Arguably Senator John McCain’s finest moment came in Minnesota, when he corrected a Minnesota woman who called Barack Obama an Arab, a shockingly widespread belief at the time among Republicans.  With the audience chuckling, and an easy cheap-shot applause line tempting the candidate, McCain showed political discipline, courage and integrity when he famously corrected her. “No ma’am, he’s a decent family man and citizen that I just happen to have disagreements with…”

(By the way, it would have been much more admirable had Senator McCain added something like: “And ‘Arab’ should never be used as a criticism or slur, because most people of Arabic descent are decent family men and women, and many are American citizens who love this country every bit as much as we do.”  That would have been even more courageous and constructive. But I digress.)

Very soon, I suspect Democratic presidential candidates will have their own McCain moment in front of them.  For instance, eye-for-an-eye Democratic activists at rallies will surely echo and mock Trump supporters by chanting “lock him up.”  Though that chant isn’t as racist or removed from reality as the “Arab” remark, it’s also ugly in its own way.

In that same moment, Trump shamelessly promoted ignorance, disinformation, and mob rule by leading the chant, because he is a petty, short-sighted and dishonest authoritarian.  But Democrats should show swing voters that they are better than Trump and his sycophantic Trumpublicans, and should not further normalize Trump’s abhorrent behavior by aping it.

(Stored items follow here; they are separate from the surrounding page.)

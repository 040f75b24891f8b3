//! Create/edit modal state machine
//!
//! ```text
//! Closed -> Open(Create | Edit) -> Submitting -> Closed
//!                 ^                    |
//!                 +---- error shown ---+
//! ```

use nightdesk_core::{Error, Result};

/// What an open modal is editing
#[derive(Debug, Clone, PartialEq, Eq)]
pub enum ModalMode<R> {
    /// A new record
    Create,
    /// A copy of an existing record
    Edit(R),
}

/// State of a page's create/edit modal
#[derive(Debug, Clone, PartialEq, Eq)]
pub enum ModalState<R> {
    /// Nothing shown
    Closed,
    /// Form shown, possibly with the error of the last submission
    Open {
        /// Create or edit
        mode: ModalMode<R>,
        /// Message from the last failed submission
        error: Option<String>,
    },
    /// Waiting for the server
    Submitting {
        /// Create or edit
        mode: ModalMode<R>,
    },
}

impl<R> Default for ModalState<R> {
    fn default() -> Self {
        Self::Closed
    }
}

impl<R: Clone> ModalState<R> {
    /// Short name of the state, used in transition errors
    #[must_use]
    pub const fn name(&self) -> &'static str {
        match self {
            Self::Closed => "closed",
            Self::Open { .. } => "open",
            Self::Submitting { .. } => "submitting",
        }
    }

    /// Whether the form is shown
    #[must_use]
    pub const fn is_open(&self) -> bool {
        matches!(self, Self::Open { .. })
    }

    /// Whether a submission is in flight
    #[must_use]
    pub const fn is_submitting(&self) -> bool {
        matches!(self, Self::Submitting { .. })
    }

    /// Mode of an open or submitting modal
    #[must_use]
    pub const fn mode(&self) -> Option<&ModalMode<R>> {
        match self {
            Self::Closed => None,
            Self::Open { mode, .. } | Self::Submitting { mode } => Some(mode),
        }
    }

    /// Error shown in the form, if any
    #[must_use]
    pub fn error(&self) -> Option<&str> {
        match self {
            Self::Open { error, .. } => error.as_deref(),
            _ => None,
        }
    }

    fn reject(&self, action: &str) -> Error {
        Error::InvalidTransition {
            from: self.name().to_string(),
            action: action.to_string(),
        }
    }

    /// Show an empty form
    ///
    /// # Errors
    ///
    /// Returns [`Error::InvalidTransition`] unless the modal is closed.
    pub fn open_create(&mut self) -> Result<()> {
        self.open(ModalMode::Create, "open the create form")
    }

    /// Show a form pre-filled with `item`
    ///
    /// # Errors
    ///
    /// Returns [`Error::InvalidTransition`] unless the modal is closed.
    pub fn open_edit(&mut self, item: R) -> Result<()> {
        self.open(ModalMode::Edit(item), "open the edit form")
    }

    fn open(&mut self, mode: ModalMode<R>, action: &str) -> Result<()> {
        if !matches!(self, Self::Closed) {
            return Err(self.reject(action));
        }
        *self = Self::Open { mode, error: None };
        Ok(())
    }

    /// Dismiss the form without submitting
    ///
    /// # Errors
    ///
    /// Returns [`Error::InvalidTransition`] unless the form is open.
    pub fn cancel(&mut self) -> Result<()> {
        if !self.is_open() {
            return Err(self.reject("cancel"));
        }
        *self = Self::Closed;
        Ok(())
    }

    /// Lock the form while the server handles it
    ///
    /// # Errors
    ///
    /// Returns [`Error::InvalidTransition`] unless the form is open.
    pub fn begin_submit(&mut self) -> Result<ModalMode<R>> {
        match std::mem::take(self) {
            Self::Open { mode, .. } => {
                *self = Self::Submitting { mode: mode.clone() };
                Ok(mode)
            }
            other => {
                *self = other;
                Err(self.reject("submit"))
            }
        }
    }

    /// Settle a submission: close on success, reopen with the error otherwise
    ///
    /// # Errors
    ///
    /// Returns [`Error::InvalidTransition`] unless a submission is in flight.
    pub fn finish(&mut self, outcome: std::result::Result<(), String>) -> Result<()> {
        match std::mem::take(self) {
            Self::Submitting { mode } => {
                *self = match outcome {
                    Ok(()) => Self::Closed,
                    Err(message) => Self::Open {
                        mode,
                        error: Some(message),
                    },
                };
                Ok(())
            }
            other => {
                *self = other;
                Err(self.reject("finish a submission"))
            }
        }
    }
}

#[cfg(test)]
mod tests {
    use super::*;
    use pretty_assertions::assert_eq;

    #[test]
    fn test_create_round_trip() {
        let mut modal: ModalState<u32> = ModalState::default();
        modal.open_create().unwrap();
        assert_eq!(modal.begin_submit().unwrap(), ModalMode::Create);
        assert!(modal.is_submitting());
        modal.finish(Ok(())).unwrap();
        assert_eq!(modal, ModalState::Closed);
    }

    #[test]
    fn test_failed_submission_reopens_with_error() {
        let mut modal = ModalState::Closed;
        modal.open_edit(7u32).unwrap();
        modal.begin_submit().unwrap();
        modal.finish(Err("Venue is double booked".to_string())).unwrap();

        assert!(modal.is_open());
        assert_eq!(modal.error(), Some("Venue is double booked"));
        assert_eq!(modal.mode(), Some(&ModalMode::Edit(7)));

        // The error clears once the user tries again
        modal.begin_submit().unwrap();
        assert_eq!(modal.error(), None);
    }

    #[test]
    fn test_cancel_only_from_open() {
        let mut modal: ModalState<u32> = ModalState::Closed;
        let err = modal.cancel().unwrap_err();
        assert_eq!(err.to_string(), "Cannot cancel while closed");

        modal.open_create().unwrap();
        modal.begin_submit().unwrap();
        assert!(modal.cancel().is_err());
        assert!(modal.is_submitting());
    }

    #[test]
    fn test_cannot_open_twice() {
        let mut modal: ModalState<u32> = ModalState::Closed;
        modal.open_create().unwrap();
        let err = modal.open_edit(1).unwrap_err();
        assert!(matches!(err, Error::InvalidTransition { ref from, .. } if from == "open"));
        assert_eq!(modal.mode(), Some(&ModalMode::Create));
    }

    #[test]
    fn test_finish_without_submission_is_rejected() {
        let mut modal: ModalState<u32> = ModalState::Closed;
        assert!(modal.finish(Ok(())).is_err());
        assert!(modal.begin_submit().is_err());
        assert_eq!(modal, ModalState::Closed);
    }
}
//! Dataset descriptors and the `metadata.textproto` sidecar.
//!
//! A [`DatasetDescriptor`] is a pure aggregate of what is known about one
//! split: its name, count, output dimensionality, tensor shape and storage
//! density. The sidecar written next to each record file is rendered from
//! it and always rewritten in full.

use crate::error::{ConvertError, Result};
use crate::shape::TensorShape;
use serde::{Deserialize, Serialize};
use std::fmt;
use std::fs;
use std::path::{Path, PathBuf};

/// File name of the sidecar descriptor in every split directory.
pub const METADATA_FILENAME: &str = "metadata.textproto";

// ============================================================================
// Split and storage kinds
// ============================================================================

/// Dataset partition. `Train` always includes the validation rows.
#[derive(Debug, Clone, Copy, PartialEq, Eq, Hash, Serialize, Deserialize)]
#[serde(rename_all = "lowercase")]
pub enum SplitKind {
    Train,
    Test,
}

impl SplitKind {
    /// Parse `"train"` or `"test"`.
    pub fn parse(name: &str) -> Result<Self> {
        match name {
            "train" => Ok(SplitKind::Train),
            "test" => Ok(SplitKind::Test),
            other => Err(ConvertError::config(format!(
                "wrong split kind '{other}', should be 'train' or 'test'"
            ))),
        }
    }

    pub fn as_str(&self) -> &'static str {
        match self {
            SplitKind::Train => "train",
            SplitKind::Test => "test",
        }
    }

    pub fn is_test(&self) -> bool {
        matches!(self, SplitKind::Test)
    }
}

impl fmt::Display for SplitKind {
    fn fmt(&self, f: &mut fmt::Formatter<'_>) -> fmt::Result {
        f.write_str(self.as_str())
    }
}

/// Feature storage density.
#[derive(Debug, Clone, Copy, PartialEq, Eq, Hash, Serialize, Deserialize)]
#[serde(rename_all = "lowercase")]
pub enum StorageFormat {
    Dense,
    Sparse,
}

impl StorageFormat {
    /// Parse an AutoML `format` value. `sparse_binary` is sparse storage.
    pub fn parse(name: &str) -> Result<Self> {
        match name.trim() {
            "dense" => Ok(StorageFormat::Dense),
            "sparse" | "sparse_binary" => Ok(StorageFormat::Sparse),
            other => Err(ConvertError::config(format!(
                "unknown storage format '{other}', expected dense, sparse or sparse_binary"
            ))),
        }
    }

    /// Value of the sidecar's `format` field.
    pub fn as_textproto(&self) -> &'static str {
        match self {
            StorageFormat::Dense => "DENSE",
            StorageFormat::Sparse => "SPARSE",
        }
    }
}

// ============================================================================
// Descriptor
// ============================================================================

/// Immutable description of one split.
#[derive(Debug, Clone, PartialEq, Eq, Serialize, Deserialize)]
pub struct DatasetDescriptor {
    pub dataset_name: String,
    pub sample_count: usize,
    pub output_dim: usize,
    pub split: SplitKind,
    pub shape: TensorShape,
    pub format: StorageFormat,
}

/// Assemble a descriptor. No I/O, no validation: the shape is expected to
/// come from [`crate::shape::resolve`], and for [`SplitKind::Train`] the
/// `sample_count` must already include the merged validation rows.
pub fn build(
    split: SplitKind,
    shape: TensorShape,
    label_width: usize,
    sample_count: usize,
    dataset_name: &str,
    format: StorageFormat,
) -> DatasetDescriptor {
    DatasetDescriptor {
        dataset_name: dataset_name.to_string(),
        sample_count,
        output_dim: label_width,
        split,
        shape,
        format,
    }
}

impl DatasetDescriptor {
    /// Copy of this descriptor with a different sample count.
    pub fn with_sample_count(&self, sample_count: usize) -> Self {
        build(
            self.split,
            self.shape,
            self.output_dim,
            sample_count,
            &self.dataset_name,
            self.format,
        )
    }

    /// Render the sidecar text.
    pub fn to_textproto(&self) -> String {
        format!(
            "is_sequence: false
sample_count: {sample_count}
sequence_size: {sequence_size}
output_dim: {output_dim}
matrix_spec {{
  col_count: {col_count}
  row_count: {row_count}
  num_channels: {num_channels}
  is_sequence_col: false
  is_sequence_row: false
  has_locality_col: false
  has_locality_row: false
  format: {format}
}}
",
            sample_count = self.sample_count,
            sequence_size = self.shape.sequence_size,
            output_dim = self.output_dim,
            col_count = self.shape.col_count,
            row_count = self.shape.row_count,
            num_channels = self.shape.num_channels,
            format = self.format.as_textproto(),
        )
    }

    /// Write the sidecar into `dir`, replacing any previous one.
    pub fn write_sidecar(&self, dir: &Path) -> Result<PathBuf> {
        let path = dir.join(METADATA_FILENAME);
        fs::write(&path, self.to_textproto())?;
        log::debug!("Wrote {} ({} samples)", path.display(), self.sample_count);
        Ok(path)
    }
}

#[cfg(test)]
mod tests {
    use super::*;
    use tempfile::TempDir;

    fn descriptor() -> DatasetDescriptor {
        build(
            SplitKind::Train,
            TensorShape::new(2, 3, 4, 1),
            2,
            100,
            "adult",
            StorageFormat::Dense,
        )
    }

    #[test]
    fn test_split_kind_parse() {
        assert_eq!(SplitKind::parse("train").unwrap(), SplitKind::Train);
        assert_eq!(SplitKind::parse("test").unwrap(), SplitKind::Test);
        assert!(SplitKind::parse("valid").unwrap_err().is_configuration());
    }

    #[test]
    fn test_storage_format_parse() {
        assert_eq!(StorageFormat::parse("dense").unwrap(), StorageFormat::Dense);
        assert_eq!(
            StorageFormat::parse("sparse_binary").unwrap(),
            StorageFormat::Sparse
        );
        assert!(StorageFormat::parse("csv").is_err());
    }

    #[test]
    fn test_textproto_layout() {
        let text = descriptor().to_textproto();
        let expected = "is_sequence: false
sample_count: 100
sequence_size: 2
output_dim: 2
matrix_spec {
  col_count: 4
  row_count: 3
  num_channels: 1
  is_sequence_col: false
  is_sequence_row: false
  has_locality_col: false
  has_locality_row: false
  format: DENSE
}
";
        assert_eq!(text, expected);
    }

    #[test]
    fn test_with_sample_count_keeps_everything_else() {
        let d = descriptor();
        let truncated = d.with_sample_count(10);
        assert_eq!(truncated.sample_count, 10);
        assert_eq!(truncated.shape, d.shape);
        assert_eq!(truncated.output_dim, d.output_dim);
    }

    #[test]
    fn test_write_sidecar_overwrites() {
        let dir = TempDir::new().unwrap();
        descriptor().write_sidecar(dir.path()).unwrap();

        let sparse = build(
            SplitKind::Test,
            TensorShape::flat(9),
            3,
            5,
            "adult",
            StorageFormat::Sparse,
        );
        let path = sparse.write_sidecar(dir.path()).unwrap();
        let text = fs::read_to_string(path).unwrap();
        assert_eq!(text, sparse.to_textproto());
        assert!(!text.contains("sample_count: 100"));
        assert!(text.contains("format: SPARSE"));
    }
}
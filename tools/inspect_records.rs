//! Print the first records of a TFRecord file as JSON.
//!
//! ## Usage
//!
//! ```sh
//! cargo run --release --bin inspect_records -- \
//!     formatted/adult/adult.data/test/sample-adult-test.tfrecord --count 3
//! ```

use std::path::PathBuf;

use autodl_formatter::logging;
use autodl_formatter::record::{Record, RecordReader};
use clap::Parser;

#[derive(Parser, Debug)]
#[command(about = "Inspect a TFRecord file of SequenceExample records")]
struct Args {
    /// Path to the TFRecord file.
    path: PathBuf,

    /// Number of records to print.
    #[arg(long, default_value_t = 1)]
    count: usize,

    /// Count every record in the file after printing.
    #[arg(long)]
    total: bool,
}

fn main() -> Result<(), Box<dyn std::error::Error + Send + Sync>> {
    logging::init();

    let args = Args::parse();
    let mut reader = RecordReader::open(&args.path)?;

    let mut seen = 0usize;
    while seen < args.count {
        let Some(bytes) = reader.read_record()? else {
            break;
        };
        let record = Record::from_bytes(&bytes)?;
        println!("{}", serde_json::to_string_pretty(&record)?);
        seen += 1;
    }

    if args.total {
        let mut total = seen;
        while reader.read_record()?.is_some() {
            total += 1;
        }
        println!("{total} records in {}", args.path.display());
    }
    Ok(())
}
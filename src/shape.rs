//! Tensor shape resolution.
//!
//! Every example is a flat feature vector that the consumer reshapes into a
//! `(T, H, W, C)` tensor:
//!
//! | Axis | Field | Meaning |
//! |------|-------|---------|
//! | T | `sequence_size` | frames (time axis) |
//! | H | `row_count` | rows per frame |
//! | W | `col_count` | columns per frame |
//! | C | `num_channels` | channels |
//!
//! [`resolve`] is the single gate that checks a declared shape against the
//! observed flat width. Nothing downstream re-checks it.
//!
//! # Example
//!
//! ```
//! use autodl_formatter::shape::{resolve, ShapeSpec, TensorShape};
//!
//! let resolved = resolve(&ShapeSpec::default(), 24).unwrap();
//! assert!(resolved.used_default);
//! assert_eq!(resolved.shape, TensorShape::new(1, 1, 24, 1));
//!
//! let declared = ShapeSpec::new(2, 3, 4, 1);
//! assert!(resolve(&declared, 24).is_ok());
//! assert!(resolve(&declared, 25).is_err());
//! ```

use crate::error::{ConvertError, Result};
use serde::{Deserialize, Serialize};
use std::fmt;

// ============================================================================
// Shapes
// ============================================================================

/// Fully resolved `(sequence, rows, cols, channels)` tensor shape.
#[derive(Debug, Clone, Copy, PartialEq, Eq, Hash, Serialize, Deserialize)]
pub struct TensorShape {
    pub sequence_size: usize,
    pub row_count: usize,
    pub col_count: usize,
    pub num_channels: usize,
}

impl TensorShape {
    pub fn new(sequence_size: usize, row_count: usize, col_count: usize, num_channels: usize) -> Self {
        Self {
            sequence_size,
            row_count,
            col_count,
            num_channels,
        }
    }

    /// Flat single-frame, single-channel shape for `flat_width` features.
    pub fn flat(flat_width: usize) -> Self {
        Self::new(1, 1, flat_width, 1)
    }

    /// Total number of entries, or `None` on overflow.
    pub fn num_entries(&self) -> Option<usize> {
        self.sequence_size
            .checked_mul(self.row_count)?
            .checked_mul(self.col_count)?
            .checked_mul(self.num_channels)
    }

    /// Number of features in one frame.
    pub fn frame_len(&self) -> usize {
        self.row_count * self.col_count * self.num_channels
    }

    pub fn as_tuple(&self) -> (usize, usize, usize, usize) {
        (
            self.sequence_size,
            self.row_count,
            self.col_count,
            self.num_channels,
        )
    }
}

impl fmt::Display for TensorShape {
    fn fmt(&self, f: &mut fmt::Formatter<'_>) -> fmt::Result {
        write!(
            f,
            "({}, {}, {}, {})",
            self.sequence_size, self.row_count, self.col_count, self.num_channels
        )
    }
}

/// Shape as declared by the user. Either all four components are set or
/// none is.
#[derive(Debug, Clone, Copy, Default, PartialEq, Eq, Serialize, Deserialize)]
pub struct ShapeSpec {
    #[serde(default, skip_serializing_if = "Option::is_none")]
    pub sequence_size: Option<usize>,
    #[serde(default, skip_serializing_if = "Option::is_none")]
    pub row_count: Option<usize>,
    #[serde(default, skip_serializing_if = "Option::is_none")]
    pub col_count: Option<usize>,
    #[serde(default, skip_serializing_if = "Option::is_none")]
    pub num_channels: Option<usize>,
}

impl ShapeSpec {
    /// A fully declared shape.
    pub fn new(sequence_size: usize, row_count: usize, col_count: usize, num_channels: usize) -> Self {
        Self {
            sequence_size: Some(sequence_size),
            row_count: Some(row_count),
            col_count: Some(col_count),
            num_channels: Some(num_channels),
        }
    }

    pub fn is_unset(&self) -> bool {
        self.fields().iter().all(|(_, v)| v.is_none())
    }

    /// Names of the components that are not set.
    pub fn missing_fields(&self) -> Vec<&'static str> {
        self.fields()
            .iter()
            .filter(|(_, v)| v.is_none())
            .map(|(name, _)| *name)
            .collect()
    }

    fn fields(&self) -> [(&'static str, Option<usize>); 4] {
        [
            ("sequence_size", self.sequence_size),
            ("row_count", self.row_count),
            ("col_count", self.col_count),
            ("num_channels", self.num_channels),
        ]
    }

    /// Structural checks that do not need the data: no partial
    /// specification, no zero components.
    pub fn validate(&self) -> Result<()> {
        if self.is_unset() {
            return Ok(());
        }
        let missing = self.missing_fields();
        if !missing.is_empty() {
            return Err(ConvertError::config(format!(
                "some shape info is not specified: missing {}. \
                 Specify all of sequence_size, row_count, col_count, num_channels or none of them",
                missing.join(", ")
            )));
        }
        let zero: Vec<&str> = self
            .fields()
            .iter()
            .filter(|(_, v)| *v == Some(0))
            .map(|(name, _)| *name)
            .collect();
        if !zero.is_empty() {
            return Err(ConvertError::config(format!(
                "shape components must be positive: {} = 0",
                zero.join(", ")
            )));
        }
        Ok(())
    }
}

// ============================================================================
// Resolution
// ============================================================================

/// Outcome of [`resolve`].
#[derive(Debug, Clone, Copy, PartialEq, Eq)]
pub struct ResolvedShape {
    pub shape: TensorShape,
    /// `true` when no shape was declared and the flat default was adopted.
    pub used_default: bool,
}

/// Resolve a declared shape against the observed flat feature width.
///
/// # Errors
///
/// - [`ConvertError::Configuration`] if the declaration is partial or has a
///   zero component.
/// - [`ConvertError::ShapeMismatch`] if the product of the components differs
///   from `flat_width`.
pub fn resolve(spec: &ShapeSpec, flat_width: usize) -> Result<ResolvedShape> {
    spec.validate()?;

    let (Some(t), Some(h), Some(w), Some(c)) = (
        spec.sequence_size,
        spec.row_count,
        spec.col_count,
        spec.num_channels,
    ) else {
        let shape = TensorShape::flat(flat_width);
        log::warn!("No specification on example shape is given, adopting default shape {shape}");
        return Ok(ResolvedShape {
            shape,
            used_default: true,
        });
    };

    let shape = TensorShape::new(t, h, w, c);
    let declared = shape
        .num_entries()
        .ok_or_else(|| ConvertError::config(format!("shape {shape} overflows")))?;
    if declared != flat_width {
        return Err(ConvertError::ShapeMismatch {
            shape: shape.as_tuple(),
            declared,
            observed: flat_width,
        });
    }
    Ok(ResolvedShape {
        shape,
        used_default: false,
    })
}
//! AutoDL Formatter
//!
//! Converts AutoML tabular datasets into AutoDL sequence datasets.
//!
//! # Overview
//!
//! An AutoML dataset is a directory of whitespace-separated text matrices
//! (train, validation and test features and labels) plus an info file. The
//! converter turns each example into a `tf.train.SequenceExample` stored in
//! a TFRecord file, alongside a `metadata.textproto` sidecar describing the
//! split. Test labels are withheld from the records and written to a
//! separate solution file.
//!
//! # Architecture
//!
//! ```text
//! ┌─────────────────────────────────────────────────────────────────┐
//! │                       AutoDL Formatter                          │
//! ├─────────────────────────────────────────────────────────────────┤
//! │  loader/    - AutoML directory reader                           │
//! │  logging/   - env_logger setup for the tools                    │
//! │  matrix/    - Dense/sparse feature matrices, train+valid merge  │
//! │  labeling/  - Task kinds and label normalization                │
//! │  shape/     - (T, H, W, C) example shape resolution             │
//! │  metadata/  - Split descriptors and metadata.textproto          │
//! │  record/    - SequenceExample encoding and TFRecord framing     │
//! │  export/    - Split writer and dataset orchestrator             │
//! └─────────────────────────────────────────────────────────────────┘
//! ```
//!
//! # Example
//!
//! ```ignore
//! use autodl_formatter::prelude::*;
//!
//! let config = ConversionConfig::new("raw/automl", "formatted", "adult")
//!     .with_max_examples(None, Some(500));
//! let data = AutoMLDataset::load(&config.input_dir, &config.dataset_name)?;
//! let report = convert_dataset(&data, &config)?;
//! println!("{} records", report.total_emitted());
//! ```

pub mod config;
pub mod error;
pub mod export;
pub mod labeling;
pub mod loader;
pub mod logging;
pub mod matrix;
pub mod metadata;
pub mod prelude;
pub mod record;
pub mod shape;

// Re-exports - Errors
pub use error::{ConvertError, Result};

// Re-exports - Config
pub use config::ConversionConfig;

// Re-exports - Data
pub use loader::{AutoMLDataset, DatasetInfo};
pub use matrix::{CsrMatrix, FeatureMatrix, FeatureRow, LabelMatrix};

// Re-exports - Labeling
pub use labeling::TaskKind;

// Re-exports - Shape and metadata
pub use metadata::{DatasetDescriptor, SplitKind, StorageFormat};
pub use shape::{ResolvedShape, ShapeSpec, TensorShape};

// Re-exports - Records
pub use record::{FeaturePayload, Record, RecordReader, RecordWriter, SequenceExample};

// Re-exports - Export
pub use export::{
    convert_dataset, prepare_split, write_split, ConversionReport, FileOutcome, PreparedSplit,
    SplitOutput,
};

A primary problem with the Trump supporters’ “lock her up” chants was not just that Secretary Clinton hadn’t been found guilty of any jailable offense, or even charged with one.  It also was that politicians should never be making incarceration decisions and declarations about political opponents, Putin-style.  In our American democracy, those are decisions that should be reserved for the independent judicial branch of government, after due process has been completed.

So when the “lock him up” chants inevitably start at Democratic rallies, Democratic candidates and party leaders should immediately stop their crowds and gently but firmly say something like this:

“No my friends, that’s them.  That’s not us.  That’s not how it works in this great democracy of ours. Incarceration is for the judges and juries in the judicial branch to decide, not for us.  But here is something that we can do, and must do. Vote them out!  Vote them out! Vote them out!”

That will show swing voters — Independents, moderate Democrats and moderate Republicans — that Democrats are the adults in the room. It will show them that it’s not true that “both sides do it,” as moderates frequently assert.   It will show them that Democrats are focused on democracy and not being an authoritarian lynch mob.  It show them that Democrats are leaders not demagogues.

For a country suffering extreme Trump fatigue, those things will matter a great deal in the 2020 elections.

Barack Obama showed Democrats the way.  At campaign rallies, his fired up supporters often started  booing their opponents.  But Obama firmly redirected his supporters in a more constructive democratic direction. “Don’t boo. Vote.”

In other words, Obama was a moral leader, not a demagogue.  His wannabe successors will have a similar moral test in front of them in the upcoming campaign.  They need to follow President Obama’s lead.